_What you need to do_: What is needed is the number of lines below that contain the string "ReportFormat", with no other text.

_Source information_:
════════════════

//! `apismith sweep`: generate and verify every combination of a
//! configuration space.

use chrono::{DateTime, Utc};
use serde::Serialize;
use tracing::{info, instrument};
use uuid::Uuid;

use apismith_adapters::sweep_service;
use apismith_core::application::{SweepReport, SweepSpec};

use crate::{
    cli::{GlobalArgs, ReportFormat, SweepArgs},
    config::AppConfig,
    error::{CliError, CliResult},
    output::OutputManager,
};

/// JSON envelope around a sweep report.
#[derive(Debug, Serialize)]
struct SweepRun<'a> {
    run_id: Uuid,
    finished_at: DateTime<Utc>,
    combinations: usize,
    spec: &'a SweepSpec,
    #[serde(flatten)]
    report: &'a SweepReport,
}

#[instrument(skip_all)]
pub fn execute(
    args: SweepArgs,
    _global: GlobalArgs,
    config: AppConfig,
    output: OutputManager,
) -> CliResult<()> {
    let spec = build_spec(&args);
    let combinations = spec.combinations();
    let run_id = Uuid::new_v4();
    info!(%run_id, combinations, "sweep requested");

    let mut service = sweep_service()?;
    if let Some(jobs) = jobs(&args, &config) {
        service = service.with_jobs(jobs);
    }

    let json = args.format == ReportFormat::Json;
    if !json {
        output.header(&format!("Sweeping {combinations} combinations"))?;
    }

    let bar = output.progress_bar(combinations, !args.no_progress && !json);
    let tick: &(dyn Fn() + Sync) = &|| bar.inc(1);
    let report = service.run(&spec, Some(tick))?;
    bar.finish_and_clear();

    if json {
        output.json(
            "sweep report",
            &SweepRun {
                run_id,
                finished_at: Utc::now(),
                combinations,
                spec: &spec,
                report: &report,
            },
        )?;
    } else {
        print_report(&report, &output)?;
    }

    if report.is_success() {
        Ok(())
    } else {
        Err(CliError::SweepFailed {
            failures: report.failures.len(),
            tested: report.tested,
        })
    }
}

/// Start from the default (or exhaustive) space and replace every axis the
/// user listed explicitly.
fn build_spec(args: &SweepArgs) -> SweepSpec {
    fn axis<T: Clone>(target: &mut Vec<T>, given: &[T]) {
        if !given.is_empty() {
            *target = given.to_vec();
        }
    }

    let mut spec = if args.exhaustive {
        SweepSpec::exhaustive()
    } else {
        SweepSpec::default()
    };
    axis(&mut spec.structures, &args.structures);
    axis(&mut spec.databases, &args.databases);
    axis(&mut spec.orms, &args.orms);
    axis(&mut spec.migration_tools, &pinned(&args.migration_tools));
    axis(&mut spec.auth_methods, &args.auth_methods);
    axis(&mut spec.cache_backends, &args.cache_backends);
    axis(&mut spec.task_queues, &args.task_queues);
    axis(&mut spec.brokers, &pinned(&args.brokers));
    axis(&mut spec.logging, &args.logging);
    axis(&mut spec.include_examples, &args.include_examples);
    axis(&mut spec.admin_panel, &args.admin_panel);
    axis(&mut spec.docker, &args.docker);
    axis(&mut spec.github_actions, &args.github_actions);
    axis(&mut spec.pre_commit, &args.pre_commit);
    axis(&mut spec.python_versions, &args.python_versions);
    spec
}

fn pinned<T: Copy>(values: &[T]) -> Vec<Option<T>> {
    values.iter().copied().map(Some).collect()
}

/// `--jobs` wins; a configured value of zero means one worker per CPU.
fn jobs(args: &SweepArgs, config: &AppConfig) -> Option<usize> {
    args.jobs
        .or((config.sweep.jobs > 0).then_some(config.sweep.jobs))
        .filter(|n| *n > 0)
}

fn print_report(report: &SweepReport, out: &OutputManager) -> CliResult<()> {
    for failure in &report.failures {
        out.error(&failure.combination)?;
        if let Some(error) = &failure.error {
            out.detail(&format!("    {error}"))?;
        }
        for finding in &failure.findings {
            out.detail(&format!("    {finding}"))?;
        }
    }

    let summary = format!(
        "{} tested, {} skipped as incompatible, {} failed in {} ms",
        report.tested,
        report.skipped,
        report.failures.len(),
        report.elapsed_ms
    );
    if report.is_success() {
        out.success(&summary)?;
    } else {
        out.warning(&summary)?;
    }
    Ok(())
}

#[cfg(test)]
mod tests {
    use super::*;
    use crate::cli::{Cli, Commands};
    use apismith_core::domain::{Broker, Database, MigrationTool, Structure, TaskQueue};
    use clap::Parser;

    fn sweep_args(argv: &[&str]) -> SweepArgs {
        let mut full = vec!["apismith", "sweep"];
        full.extend_from_slice(argv);
        match Cli::parse_from(full).command {
            Commands::Sweep(args) => args,
            other => panic!("unexpected command: {other:?}"),
        }
    }

    #[test]
    fn listed_axes_override_defaults() {
        let spec = build_spec(&sweep_args(&["--structures", "flat", "--databases", "sqlite,none"]));
        assert_eq!(spec.structures, vec![Structure::Flat]);
        assert_eq!(spec.databases, vec![Database::Sqlite, Database::None]);
        assert_eq!(spec.orms, SweepSpec::default().orms);
    }

    #[test]
    fn exhaustive_covers_task_queues() {
        let spec = build_spec(&sweep_args(&["--exhaustive"]));
        assert_eq!(spec.task_queues, TaskQueue::ALL.to_vec());
        assert!(spec.combinations() > SweepSpec::default().combinations());
    }

    #[test]
    fn listed_migrations_and_brokers_are_pinned() {
        let spec = build_spec(&sweep_args(&[
            "--migrations", "none", "--task-queues", "celery,dramatiq", "--brokers", "rabbitmq",
        ]));
        assert_eq!(spec.migration_tools, vec![Some(MigrationTool::None)]);
        assert_eq!(spec.brokers, vec![Some(Broker::RabbitMq)]);
        assert_eq!(spec.python_versions, SweepSpec::default().python_versions);

        let defaults = build_spec(&sweep_args(&[]));
        assert_eq!(defaults.migration_tools, vec![None]);
        assert_eq!(defaults.brokers, vec![None]);
    }

    #[test]
    fn jobs_prefer_flag_then_config() {
        let mut config = AppConfig::default();
        assert_eq!(jobs(&sweep_args(&[]), &config), None);

        config.sweep.jobs = 3;
        assert_eq!(jobs(&sweep_args(&[]), &config), Some(3));
        assert_eq!(jobs(&sweep_args(&["-j", "2"]), &config), Some(2));
    }
}
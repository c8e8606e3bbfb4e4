//! Loaders for inputs that live on disk: project configuration files and
//! already-generated project trees.

mod project_file;
mod tree;

pub use project_file::{ProjectFile, load_project_file};
pub use tree::DiskTreeLoader;

use std::path::Path;

/// Normalise a filesystem path to forward slashes.
fn normalize_path(path: &str) -> String {
    path.replace('\\', "/")
}

fn load_failed(path: &Path, reason: impl Into<String>) -> apismith_core::error::ApismithError {
    apismith_core::application::ApplicationError::LoadFailed {
        path: path.to_path_buf(),
        reason: reason.into(),
    }
    .into()
}
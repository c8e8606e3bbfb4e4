//! Application entry points: package, settings, main and database.

use apismith_core::domain::{AuthMethod, MigrationTool, Orm, RenderContext, TaskQueue};

use super::{Rendered, Source, broker_url, cache_url, database_url, result_backend};
use crate::catalog::ids;

pub(crate) fn package(_: &RenderContext<'_>) -> Rendered {
    Ok(Source::new()
        .line(r#""""{{PROJECT_DESCRIPTION}}""""#)
        .blank()
        .line(r#"__version__ = "0.1.0""#)
        .finish())
}

pub(crate) fn main(ctx: &RenderContext<'_>) -> Rendered {
    let config = ctx.config();
    let mut src = Source::new();

    src.block(
        r#"
from collections.abc import AsyncIterator
from contextlib import asynccontextmanager

from fastapi import FastAPI
from fastapi.middleware.cors import CORSMiddleware

"#,
    );
    if ctx.has(ids::ADMIN) {
        src.from(ctx.import(ids::ADMIN)?, "setup_admin");
    }
    src.from(ctx.import(ids::ROUTER)?, "api_router");
    if ctx.has(ids::CACHE) {
        src.from(ctx.import(ids::CACHE)?, "close_cache, init_cache");
    }
    src.from(ctx.import(ids::CONFIG)?, "settings");
    if ctx.has(ids::DATABASE) {
        src.from(ctx.import(ids::DATABASE)?, "close_db, init_db");
    }
    src.from(ctx.import(ids::EXCEPTIONS)?, "register_exception_handlers");
    src.from(ctx.import(ids::LOGGING)?, "get_logger, setup_logging");

    src.block(
        r#"

setup_logging()
logger = get_logger(__name__)


@asynccontextmanager
async def lifespan(_: FastAPI) -> AsyncIterator[None]:
    logger.info(f"Starting {settings.PROJECT_NAME} v{settings.VERSION}")
"#,
    );
    if config.has_database() {
        src.line("    await init_db()");
    }
    if config.has_cache() {
        src.line("    await init_cache()");
    }
    src.line("    yield");
    if config.has_cache() {
        src.line("    await close_cache()");
    }
    if config.has_database() {
        src.line("    await close_db()");
    }
    src.line(r#"    logger.info("Shutdown complete")"#);

    src.block(
        r#"

app = FastAPI(
    title=settings.PROJECT_NAME,
    version=settings.VERSION,
    openapi_url=f"{settings.API_V1_PREFIX}/openapi.json",
    lifespan=lifespan,
)

app.add_middleware(
    CORSMiddleware,
    allow_origins=settings.CORS_ORIGINS,
    allow_credentials=True,
    allow_methods=["*"],
    allow_headers=["*"],
)

register_exception_handlers(app)
app.include_router(api_router, prefix=settings.API_V1_PREFIX)
"#,
    );
    if ctx.has(ids::ADMIN) {
        src.line("setup_admin(app)");
    }

    src.block(
        r#"


@app.get("/", include_in_schema=False)
async def root() -> dict[str, str]:
    return {"name": settings.PROJECT_NAME, "docs": "/docs"}
"#,
    );
    Ok(src.finish())
}

pub(crate) fn settings(ctx: &RenderContext<'_>) -> Rendered {
    let config = ctx.config();
    let mut src = Source::new();

    src.block(
        r#"
from functools import lru_cache

from pydantic_settings import BaseSettings, SettingsConfigDict


class Settings(BaseSettings):
    model_config = SettingsConfigDict(
        env_file=".env",
        env_file_encoding="utf-8",
        extra="ignore",
    )

    PROJECT_NAME: str = "{{PROJECT_NAME}}"
    VERSION: str = "0.1.0"
    DEBUG: bool = False
    API_V1_PREFIX: str = "/api/v1"
    LOG_LEVEL: str = "INFO"
    CORS_ORIGINS: list[str] = ["http://localhost:3000"]
"#,
    );

    if config.has_database() {
        src.blank()
            .line("    # Database")
            .line(format!("    DATABASE_URL: str = \"{}\"", database_url(config)));
    }

    if config.has_auth() {
        src.blank()
            .line("    # Authentication")
            .line(r#"    SECRET_KEY: str = "change-me-in-production""#);
        match config.auth_method() {
            AuthMethod::Session => {
                src.line(r#"    SESSION_COOKIE_NAME: str = "session""#)
                    .line("    SESSION_MAX_AGE_SECONDS: int = 60 * 60 * 24");
            }
            _ => {
                src.line(r#"    ALGORITHM: str = "HS256""#)
                    .line("    ACCESS_TOKEN_EXPIRE_MINUTES: int = 30");
            }
        }
        if !config.has_user_examples() {
            src.line(r#"    DEMO_USERNAME: str = "admin""#)
                .line(r#"    DEMO_PASSWORD: str = "change-me""#);
        }
    }

    if let Some(url) = cache_url(config, "localhost") {
        src.blank()
            .line("    # Cache")
            .line(format!("    CACHE_URL: str = \"{url}\""))
            .line("    CACHE_TTL_SECONDS: int = 300");
    }

    if let Some(url) = broker_url(config, "localhost") {
        src.blank()
            .line("    # Background tasks")
            .line(format!("    BROKER_URL: str = \"{url}\""));
        if config.task_queue() == TaskQueue::Celery {
            if let Some(backend) = result_backend(config, "localhost") {
                src.line(format!("    RESULT_BACKEND: str = \"{backend}\""));
            }
        }
    }

    src.block(
        r#"


@lru_cache
def get_settings() -> Settings:
    return Settings()


settings = get_settings()
"#,
    );
    Ok(src.finish())
}

pub(crate) fn database(ctx: &RenderContext<'_>) -> Rendered {
    match ctx.config().orm() {
        Orm::Tortoise => tortoise_database(ctx),
        _ => sql_database(ctx),
    }
}

fn sql_database(ctx: &RenderContext<'_>) -> Rendered {
    let config = ctx.config();
    let sqlmodel = config.orm() == Orm::SqlModel;
    let mut src = Source::new();

    src.line("from collections.abc import AsyncGenerator").blank();
    src.line("from sqlalchemy import text");
    if sqlmodel {
        src.line("from sqlalchemy.ext.asyncio import async_sessionmaker, create_async_engine")
            .line("from sqlmodel import SQLModel")
            .line("from sqlmodel.ext.asyncio.session import AsyncSession");
    } else {
        src.line(
            "from sqlalchemy.ext.asyncio import AsyncSession, async_sessionmaker, create_async_engine",
        )
        .line("from sqlalchemy.orm import DeclarativeBase");
    }
    src.blank().from(ctx.import(ids::CONFIG)?, "settings");

    src.block(
        r#"

engine = create_async_engine(settings.DATABASE_URL, echo=settings.DEBUG, pool_pre_ping=True)
SessionLocal = async_sessionmaker(engine, class_=AsyncSession, expire_on_commit=False)
"#,
    );
    let metadata = if sqlmodel {
        "SQLModel.metadata"
    } else {
        src.block(
            r#"


class Base(DeclarativeBase):
    """Declarative base shared by every ORM model."""
"#,
        );
        "Base.metadata"
    };

    src.block(
        r#"


async def get_db() -> AsyncGenerator[AsyncSession, None]:
    async with SessionLocal() as session:
        yield session


async def init_db() -> None:
"#,
    );
    if config.migration_tool() == MigrationTool::None {
        if ctx.has(ids::MODELS_PACKAGE) {
            src.line("    # Register models on the metadata before creating tables.")
                .line(format!(
                    "    from {} import User  # noqa: F401",
                    ctx.import(ids::MODELS_PACKAGE)?
                ))
                .blank();
        }
        src.line("    async with engine.begin() as conn:")
            .line(format!("        await conn.run_sync({metadata}.create_all)"));
    } else {
        src.line("    # The schema is managed by migrations; only check connectivity.")
            .line("    async with engine.connect() as conn:")
            .line(r#"        await conn.execute(text("SELECT 1"))"#);
    }

    src.block(
        r#"


async def close_db() -> None:
    await engine.dispose()


async def check_database() -> bool:
    try:
        async with engine.connect() as conn:
            await conn.execute(text("SELECT 1"))
    except Exception:
        return False
    return True
"#,
    );
    Ok(src.finish())
}

fn tortoise_database(ctx: &RenderContext<'_>) -> Rendered {
    let config = ctx.config();
    let mut src = Source::new();

    src.line("from tortoise import Tortoise, connections")
        .blank()
        .from(ctx.import(ids::CONFIG)?, "settings");

    let mut models = Vec::new();
    if ctx.has(ids::USER_MODEL) {
        models.push(format!("\"{}\"", ctx.module_path(ids::USER_MODEL)?));
    }
    if config.migration_tool() == MigrationTool::Aerich {
        models.push("\"aerich.models\"".to_string());
    }

    src.block(
        r#"

TORTOISE_ORM = {
    "connections": {"default": settings.DATABASE_URL},
    "apps": {
        "models": {
"#,
    )
    .line(format!("            \"models\": [{}],", models.join(", ")))
    .block(
        r#"
            "default_connection": "default",
        },
    },
}


async def init_db() -> None:
    await Tortoise.init(config=TORTOISE_ORM)
"#,
    );
    if config.migration_tool() == MigrationTool::None {
        src.line("    await Tortoise.generate_schemas(safe=True)");
    }

    src.block(
        r#"


async def close_db() -> None:
    await connections.close_all()


async def check_database() -> bool:
    try:
        await connections.get("default").execute_query("SELECT 1")
    except Exception:
        return False
    return True
"#,
    );
    Ok(src.finish())
}
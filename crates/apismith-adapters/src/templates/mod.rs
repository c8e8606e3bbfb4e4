//! Content templates for the built-in module catalog.
//!
//! One function per logical module. A template reads the configuration
//! through its [`RenderContext`](apismith_core::domain::RenderContext) and
//! asks the context for every in-project import it writes, so the text only
//! ever names modules that exist in the same tree. `{{VARIABLE}}`
//! placeholders are substituted afterwards by the renderer.
//!
//! Templates never mention a project module in prose, comments or
//! docstrings: the verifier treats every dotted `app.` name as a reference.

pub(crate) mod admin;
pub(crate) mod api;
pub(crate) mod app;
pub(crate) mod infra;
pub(crate) mod deploy;
pub(crate) mod migrations;
pub(crate) mod project;
pub(crate) mod tasks;
pub(crate) mod tests;
pub(crate) mod users;

use apismith_core::domain::{Broker, CacheBackend, DomainError, ProjectConfig, capabilities};

pub(crate) type Rendered = Result<String, DomainError>;

/// Local development connection string of the configured database.
pub(crate) fn database_url(config: &ProjectConfig) -> &'static str {
    capabilities::database_url(config.database(), config.orm()).unwrap_or_default()
}

pub(crate) fn cache_url(config: &ProjectConfig, host: &str) -> Option<String> {
    match config.cache_backend() {
        CacheBackend::Redis => Some(format!("redis://{host}:6379/0")),
        CacheBackend::Memcached => Some(format!("{host}:11211")),
        CacheBackend::InMemory => Some("memory://".into()),
        CacheBackend::None => None,
    }
}

pub(crate) fn broker_url(config: &ProjectConfig, host: &str) -> Option<String> {
    match config.broker() {
        Broker::Redis => Some(format!("redis://{host}:6379/1")),
        Broker::RabbitMq => Some(format!("amqp://guest:guest@{host}:5672//")),
        Broker::None => None,
    }
}

/// Celery result store: Redis next to a Redis broker, RPC over RabbitMQ.
pub(crate) fn result_backend(config: &ProjectConfig, host: &str) -> Option<String> {
    match config.broker() {
        Broker::Redis => Some(format!("redis://{host}:6379/2")),
        Broker::RabbitMq => Some("rpc://".into()),
        Broker::None => None,
    }
}

/// Line-oriented text builder used by every template.
#[derive(Debug, Default)]
pub(crate) struct Source(String);

impl Source {
    pub(crate) fn new() -> Self {
        Self::default()
    }

    pub(crate) fn line(&mut self, line: impl AsRef<str>) -> &mut Self {
        self.0.push_str(line.as_ref());
        self.0.push('\n');
        self
    }

    pub(crate) fn blank(&mut self) -> &mut Self {
        self.0.push('\n');
        self
    }

    /// `from <module> import <names>`.
    pub(crate) fn from(&mut self, module: &str, names: &str) -> &mut Self {
        self.line(format!("from {module} import {names}"))
    }

    /// Append a raw block. One leading newline is dropped so blocks can open
    /// on the line after `r#"`.
    pub(crate) fn block(&mut self, block: &str) -> &mut Self {
        self.0.push_str(block.strip_prefix('\n').unwrap_or(block));
        self
    }

    pub(crate) fn finish(&mut self) -> String {
        std::mem::take(&mut self.0)
    }
}

#[cfg(test)]
mod source_tests {
    use super::*;

    #[test]
    fn block_drops_one_leading_newline() {
        let mut src = Source::new();
        src.block("\nx = 1\n").from("app.config", "settings").blank();
        assert_eq!(src.finish(), "x = 1\nfrom app.config import settings\n\n");
    }
}
//! Property tests over arbitrary valid configurations, run against the
//! built-in catalog.

use std::collections::BTreeSet;

use apismith_adapters::{catalog::ids, generation_service};
use apismith_core::{
    application::{GenerationService, ImportVerifier},
    domain::{
        AuthMethod, Broker, CacheBackend, Database, LoggingLibrary, MigrationTool, Orm,
        ProjectConfig, Structure, TaskQueue,
    },
};
use proptest::prelude::*;

#[derive(Debug, Clone)]
struct Choices {
    database: Database,
    orm: Option<Orm>,
    migrations: Option<MigrationTool>,
    auth: AuthMethod,
    admin: bool,
    cache: CacheBackend,
    queue: TaskQueue,
    broker: Option<Broker>,
    logging: LoggingLibrary,
    examples: bool,
    tooling: (bool, bool, bool),
}

fn choices() -> impl Strategy<Value = Choices> {
    (
        (
            prop::sample::select(Database::ALL),
            prop::option::of(prop::sample::select(Orm::ALL)),
            prop::option::of(prop::sample::select(MigrationTool::ALL)),
            prop::sample::select(AuthMethod::ALL),
            any::<bool>(),
            prop::sample::select(CacheBackend::ALL),
        ),
        (
            prop::sample::select(TaskQueue::ALL),
            prop::option::of(prop::sample::select(Broker::ALL)),
            prop::sample::select(LoggingLibrary::ALL),
            any::<bool>(),
            any::<(bool, bool, bool)>(),
        ),
    )
        .prop_map(
            |(
                (database, orm, migrations, auth, admin, cache),
                (queue, broker, logging, examples, tooling),
            )| {
                Choices {
                    database,
                    orm,
                    migrations,
                    auth,
                    admin,
                    cache,
                    queue,
                    broker,
                    logging,
                    examples,
                    tooling,
                }
            },
        )
}

fn build(c: &Choices, structure: Structure) -> Option<ProjectConfig> {
    let (docker, github_actions, pre_commit) = c.tooling;
    let mut builder = ProjectConfig::builder()
        .name("prop-api")
        .structure(structure)
        .database(c.database)
        .auth_method(c.auth)
        .admin_panel(c.admin)
        .cache_backend(c.cache)
        .task_queue(c.queue)
        .logging(c.logging)
        .include_examples(c.examples)
        .docker(docker)
        .github_actions(github_actions)
        .pre_commit(pre_commit);
    if let Some(orm) = c.orm {
        builder = builder.orm(orm);
    }
    if let Some(tool) = c.migrations {
        builder = builder.migration_tool(tool);
    }
    if let Some(broker) = c.broker {
        builder = builder.broker(broker);
    }
    builder.build().ok()
}

fn engine() -> GenerationService {
    generation_service().unwrap()
}

proptest! {
    #![proptest_config(ProptestConfig::with_cases(96))]

    /// Every active dependency of an included module is itself included.
    #[test]
    fn selection_is_closed(c in choices(), structure in prop::sample::select(Structure::ALL)) {
        let Some(config) = build(&c, structure) else { return Ok(()) };
        let plan = engine().plan(&config).unwrap();
        let included: BTreeSet<_> = plan.iter().filter(|p| p.included).map(|p| p.id).collect();

        for module in plan.iter().filter(|p| p.included) {
            for dep in &module.dependencies {
                prop_assert!(
                    included.contains(dep),
                    "{} depends on {} which is not included", module.id, dep
                );
            }
        }
    }

    /// Generated trees never reference a module that is absent from the tree.
    #[test]
    fn generated_trees_verify_clean(c in choices(), structure in prop::sample::select(Structure::ALL)) {
        let Some(config) = build(&c, structure) else { return Ok(()) };
        let tree = engine().generate(&config).unwrap();
        let report = ImportVerifier::new().unwrap().verify(&tree);

        prop_assert!(report.is_clean(), "{}: {:#?}", config.label(), report.findings);
    }

    /// Each included module lands on its own path.
    #[test]
    fn module_paths_are_unique(c in choices(), structure in prop::sample::select(Structure::ALL)) {
        let Some(config) = build(&c, structure) else { return Ok(()) };
        let engine = engine();
        let included = engine.included(&config);
        let tree = engine.generate(&config).unwrap();

        let paths: BTreeSet<_> = included
            .iter()
            .map(|id| tree.path_of(*id).map(|p| p.as_str().to_string()))
            .collect::<Option<_>>()
            .unwrap();
        prop_assert_eq!(paths.len(), included.len());
    }

    /// The structure moves files around but never changes what is selected.
    #[test]
    fn selection_ignores_structure(c in choices()) {
        let engine = engine();
        let selections: Vec<_> = Structure::ALL
            .iter()
            .filter_map(|s| build(&c, *s))
            .map(|config| engine.included(&config))
            .collect();
        let Some((first, rest)) = selections.split_first() else { return Ok(()) };

        for selection in rest {
            prop_assert_eq!(selection, first);
        }
    }

    /// Generating the same configuration twice gives byte-identical trees.
    #[test]
    fn generation_is_deterministic(c in choices(), structure in prop::sample::select(Structure::ALL)) {
        let Some(config) = build(&c, structure) else { return Ok(()) };
        let engine = engine();
        prop_assert_eq!(engine.generate(&config).unwrap(), engine.generate(&config).unwrap());
    }
}

#[test]
fn main_module_is_always_selected() {
    for structure in Structure::ALL {
        let config = ProjectConfig::builder()
            .name("svc")
            .structure(*structure)
            .database(Database::None)
            .include_examples(false)
            .build()
            .unwrap();
        assert!(engine().included(&config).contains(&ids::MAIN));
    }
}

════════════════

_Response to this task_: 2